ACTIVITY
Look below and pull out each line with the word "Failed".

- - -

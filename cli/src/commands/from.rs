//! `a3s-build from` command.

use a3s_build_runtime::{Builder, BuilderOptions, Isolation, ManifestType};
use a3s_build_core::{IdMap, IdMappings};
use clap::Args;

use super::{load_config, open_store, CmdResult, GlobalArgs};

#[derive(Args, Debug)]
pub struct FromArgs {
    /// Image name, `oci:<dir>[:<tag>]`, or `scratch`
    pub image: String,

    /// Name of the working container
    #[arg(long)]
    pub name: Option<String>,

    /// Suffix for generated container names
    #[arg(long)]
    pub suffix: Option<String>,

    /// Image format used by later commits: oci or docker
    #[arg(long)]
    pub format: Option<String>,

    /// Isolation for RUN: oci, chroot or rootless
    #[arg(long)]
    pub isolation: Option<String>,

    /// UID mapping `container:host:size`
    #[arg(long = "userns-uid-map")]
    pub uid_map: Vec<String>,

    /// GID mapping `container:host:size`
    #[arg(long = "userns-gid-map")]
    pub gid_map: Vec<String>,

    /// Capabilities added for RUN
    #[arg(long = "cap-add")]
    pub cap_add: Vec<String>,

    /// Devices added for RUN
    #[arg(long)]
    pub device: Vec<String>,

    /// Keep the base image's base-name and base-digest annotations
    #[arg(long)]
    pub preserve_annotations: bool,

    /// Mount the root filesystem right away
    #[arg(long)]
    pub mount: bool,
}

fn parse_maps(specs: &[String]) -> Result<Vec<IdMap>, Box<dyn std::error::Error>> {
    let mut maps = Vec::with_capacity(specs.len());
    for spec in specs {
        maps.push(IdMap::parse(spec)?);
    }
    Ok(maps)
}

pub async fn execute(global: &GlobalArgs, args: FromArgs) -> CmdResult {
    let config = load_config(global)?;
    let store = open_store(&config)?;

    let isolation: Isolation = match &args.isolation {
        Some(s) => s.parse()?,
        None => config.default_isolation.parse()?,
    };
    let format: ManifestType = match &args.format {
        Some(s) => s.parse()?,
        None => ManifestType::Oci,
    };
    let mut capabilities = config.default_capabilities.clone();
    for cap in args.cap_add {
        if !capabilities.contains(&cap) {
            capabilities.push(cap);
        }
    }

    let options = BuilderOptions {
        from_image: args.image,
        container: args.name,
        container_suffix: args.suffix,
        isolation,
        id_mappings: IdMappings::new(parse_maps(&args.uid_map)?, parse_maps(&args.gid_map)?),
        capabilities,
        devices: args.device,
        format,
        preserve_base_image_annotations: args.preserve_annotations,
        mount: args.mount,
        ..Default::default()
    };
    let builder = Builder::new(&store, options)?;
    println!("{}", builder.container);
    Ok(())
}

- - -

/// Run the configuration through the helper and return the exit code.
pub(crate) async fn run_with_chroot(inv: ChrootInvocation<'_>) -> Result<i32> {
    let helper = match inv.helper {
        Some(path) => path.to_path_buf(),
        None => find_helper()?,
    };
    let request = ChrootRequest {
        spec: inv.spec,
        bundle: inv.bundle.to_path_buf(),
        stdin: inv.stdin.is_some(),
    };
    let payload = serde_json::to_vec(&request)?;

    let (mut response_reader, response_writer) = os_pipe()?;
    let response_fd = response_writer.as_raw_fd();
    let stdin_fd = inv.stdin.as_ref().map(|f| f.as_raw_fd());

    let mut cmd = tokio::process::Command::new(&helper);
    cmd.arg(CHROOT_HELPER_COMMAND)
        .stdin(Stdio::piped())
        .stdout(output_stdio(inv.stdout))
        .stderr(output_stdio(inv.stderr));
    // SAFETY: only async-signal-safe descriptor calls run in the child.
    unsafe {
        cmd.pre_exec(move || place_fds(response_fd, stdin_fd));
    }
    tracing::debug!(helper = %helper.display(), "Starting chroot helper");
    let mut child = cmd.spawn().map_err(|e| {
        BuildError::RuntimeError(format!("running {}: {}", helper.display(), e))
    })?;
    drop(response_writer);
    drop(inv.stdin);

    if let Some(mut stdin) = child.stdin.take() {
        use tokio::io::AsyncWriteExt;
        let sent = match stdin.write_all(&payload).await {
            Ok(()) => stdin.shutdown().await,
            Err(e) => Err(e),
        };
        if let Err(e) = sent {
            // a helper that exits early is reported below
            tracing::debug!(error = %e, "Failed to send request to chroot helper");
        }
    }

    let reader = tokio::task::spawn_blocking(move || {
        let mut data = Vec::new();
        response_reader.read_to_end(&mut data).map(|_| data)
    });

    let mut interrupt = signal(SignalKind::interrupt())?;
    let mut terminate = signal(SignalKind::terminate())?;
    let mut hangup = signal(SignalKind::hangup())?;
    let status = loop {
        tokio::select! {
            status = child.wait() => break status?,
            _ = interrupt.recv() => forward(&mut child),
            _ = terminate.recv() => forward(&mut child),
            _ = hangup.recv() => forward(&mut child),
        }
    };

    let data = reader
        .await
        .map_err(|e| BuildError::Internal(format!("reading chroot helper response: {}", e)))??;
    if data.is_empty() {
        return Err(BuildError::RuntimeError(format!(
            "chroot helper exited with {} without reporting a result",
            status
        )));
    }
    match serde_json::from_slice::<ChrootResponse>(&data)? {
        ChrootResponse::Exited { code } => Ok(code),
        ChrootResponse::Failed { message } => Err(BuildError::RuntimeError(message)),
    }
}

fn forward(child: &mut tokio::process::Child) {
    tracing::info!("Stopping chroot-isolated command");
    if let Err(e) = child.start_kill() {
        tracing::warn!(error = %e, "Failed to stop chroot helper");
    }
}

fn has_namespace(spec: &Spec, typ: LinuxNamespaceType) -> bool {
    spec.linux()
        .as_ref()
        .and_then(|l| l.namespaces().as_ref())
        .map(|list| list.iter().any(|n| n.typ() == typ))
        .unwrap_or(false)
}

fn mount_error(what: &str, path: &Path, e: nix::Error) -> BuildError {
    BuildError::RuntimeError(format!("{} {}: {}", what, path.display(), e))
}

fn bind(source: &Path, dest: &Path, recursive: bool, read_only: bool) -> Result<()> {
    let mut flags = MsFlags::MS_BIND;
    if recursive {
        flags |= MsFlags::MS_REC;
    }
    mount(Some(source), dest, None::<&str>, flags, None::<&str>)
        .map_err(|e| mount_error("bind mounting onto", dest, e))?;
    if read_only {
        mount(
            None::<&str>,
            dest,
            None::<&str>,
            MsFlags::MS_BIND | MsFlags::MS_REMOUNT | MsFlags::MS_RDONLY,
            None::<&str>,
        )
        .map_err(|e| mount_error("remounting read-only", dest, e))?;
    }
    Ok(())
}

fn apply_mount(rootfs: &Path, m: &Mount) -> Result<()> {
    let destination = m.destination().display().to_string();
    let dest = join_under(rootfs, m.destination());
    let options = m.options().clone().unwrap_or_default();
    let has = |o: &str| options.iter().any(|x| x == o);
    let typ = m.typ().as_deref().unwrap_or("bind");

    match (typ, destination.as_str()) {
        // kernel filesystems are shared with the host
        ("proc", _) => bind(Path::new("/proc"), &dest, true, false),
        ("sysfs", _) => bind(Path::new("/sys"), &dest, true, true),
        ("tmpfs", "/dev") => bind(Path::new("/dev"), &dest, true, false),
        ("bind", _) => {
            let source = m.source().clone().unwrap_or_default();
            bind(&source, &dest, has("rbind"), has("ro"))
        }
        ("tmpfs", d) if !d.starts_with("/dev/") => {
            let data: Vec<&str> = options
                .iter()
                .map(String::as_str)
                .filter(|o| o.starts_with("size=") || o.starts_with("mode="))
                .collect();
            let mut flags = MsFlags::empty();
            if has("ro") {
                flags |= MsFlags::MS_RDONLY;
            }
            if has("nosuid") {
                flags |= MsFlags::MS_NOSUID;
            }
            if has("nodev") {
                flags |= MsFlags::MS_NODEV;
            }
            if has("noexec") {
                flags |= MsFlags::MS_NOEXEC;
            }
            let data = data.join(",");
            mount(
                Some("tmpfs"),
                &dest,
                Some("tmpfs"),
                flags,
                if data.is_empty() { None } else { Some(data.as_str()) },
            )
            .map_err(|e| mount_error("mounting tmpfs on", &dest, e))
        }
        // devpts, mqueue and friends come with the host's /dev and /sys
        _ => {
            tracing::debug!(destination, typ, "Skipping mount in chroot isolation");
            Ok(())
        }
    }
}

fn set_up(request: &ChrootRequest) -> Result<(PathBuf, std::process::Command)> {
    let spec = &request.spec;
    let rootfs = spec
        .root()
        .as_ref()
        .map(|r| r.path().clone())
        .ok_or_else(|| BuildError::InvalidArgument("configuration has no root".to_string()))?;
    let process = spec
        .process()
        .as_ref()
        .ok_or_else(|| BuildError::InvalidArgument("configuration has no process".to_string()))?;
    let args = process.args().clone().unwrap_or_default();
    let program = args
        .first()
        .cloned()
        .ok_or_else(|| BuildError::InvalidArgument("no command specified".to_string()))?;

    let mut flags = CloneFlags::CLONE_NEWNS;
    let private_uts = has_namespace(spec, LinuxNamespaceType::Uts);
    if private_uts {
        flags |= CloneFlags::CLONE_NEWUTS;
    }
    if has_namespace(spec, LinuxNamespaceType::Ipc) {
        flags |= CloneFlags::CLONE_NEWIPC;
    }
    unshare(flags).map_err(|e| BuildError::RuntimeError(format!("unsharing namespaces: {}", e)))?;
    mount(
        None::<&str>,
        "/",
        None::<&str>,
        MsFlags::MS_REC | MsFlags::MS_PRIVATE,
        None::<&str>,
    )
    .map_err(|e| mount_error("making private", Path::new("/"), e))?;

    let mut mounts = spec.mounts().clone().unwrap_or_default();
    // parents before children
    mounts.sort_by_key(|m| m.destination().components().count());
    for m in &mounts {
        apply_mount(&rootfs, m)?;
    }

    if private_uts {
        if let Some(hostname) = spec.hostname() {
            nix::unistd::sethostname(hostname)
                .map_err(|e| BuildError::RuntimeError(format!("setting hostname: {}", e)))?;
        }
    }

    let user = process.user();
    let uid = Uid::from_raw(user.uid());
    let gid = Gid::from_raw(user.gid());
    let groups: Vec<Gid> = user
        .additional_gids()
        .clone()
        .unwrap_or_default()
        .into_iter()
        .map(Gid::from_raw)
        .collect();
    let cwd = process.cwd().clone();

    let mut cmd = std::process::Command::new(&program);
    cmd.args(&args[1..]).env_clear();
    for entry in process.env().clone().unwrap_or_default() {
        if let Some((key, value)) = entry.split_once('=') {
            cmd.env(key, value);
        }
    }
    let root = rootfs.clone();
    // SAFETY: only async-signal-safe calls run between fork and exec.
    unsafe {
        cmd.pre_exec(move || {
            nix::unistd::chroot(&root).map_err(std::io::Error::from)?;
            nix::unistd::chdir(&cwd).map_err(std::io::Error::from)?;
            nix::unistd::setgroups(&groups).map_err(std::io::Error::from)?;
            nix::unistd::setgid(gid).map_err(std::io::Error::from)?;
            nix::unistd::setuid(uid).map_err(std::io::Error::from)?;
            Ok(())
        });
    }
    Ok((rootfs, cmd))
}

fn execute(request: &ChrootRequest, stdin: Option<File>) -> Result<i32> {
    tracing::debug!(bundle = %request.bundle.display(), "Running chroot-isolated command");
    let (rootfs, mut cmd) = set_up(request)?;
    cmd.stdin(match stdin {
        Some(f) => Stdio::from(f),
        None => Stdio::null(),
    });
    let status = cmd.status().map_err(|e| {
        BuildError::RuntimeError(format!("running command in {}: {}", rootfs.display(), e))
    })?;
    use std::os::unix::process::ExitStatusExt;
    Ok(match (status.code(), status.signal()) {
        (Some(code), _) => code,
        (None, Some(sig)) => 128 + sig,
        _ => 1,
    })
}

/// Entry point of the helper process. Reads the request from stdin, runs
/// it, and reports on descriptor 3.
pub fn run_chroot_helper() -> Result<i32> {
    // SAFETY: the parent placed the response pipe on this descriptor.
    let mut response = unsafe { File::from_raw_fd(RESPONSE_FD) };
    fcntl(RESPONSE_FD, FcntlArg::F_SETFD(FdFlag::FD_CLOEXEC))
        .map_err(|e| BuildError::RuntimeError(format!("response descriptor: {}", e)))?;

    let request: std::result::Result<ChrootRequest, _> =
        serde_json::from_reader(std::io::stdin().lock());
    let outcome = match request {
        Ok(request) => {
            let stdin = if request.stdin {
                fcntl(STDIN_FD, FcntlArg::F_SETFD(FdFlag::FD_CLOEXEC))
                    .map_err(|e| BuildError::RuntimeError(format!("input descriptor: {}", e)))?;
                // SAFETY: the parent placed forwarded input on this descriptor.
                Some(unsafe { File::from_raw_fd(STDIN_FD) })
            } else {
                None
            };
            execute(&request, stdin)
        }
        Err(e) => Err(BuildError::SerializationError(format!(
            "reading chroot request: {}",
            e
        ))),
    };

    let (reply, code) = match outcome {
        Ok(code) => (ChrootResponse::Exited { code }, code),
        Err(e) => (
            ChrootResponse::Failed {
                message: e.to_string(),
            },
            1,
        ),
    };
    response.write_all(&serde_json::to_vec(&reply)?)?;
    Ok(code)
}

- - -

ANSWER BELOW
            tracing::debug!(error = %e, "Failed to send request to chroot helper");
        ChrootResponse::Failed { message } => Err(BuildError::RuntimeError(message)),
        tracing::warn!(error = %e, "Failed to stop chroot helper");
            ChrootResponse::Failed {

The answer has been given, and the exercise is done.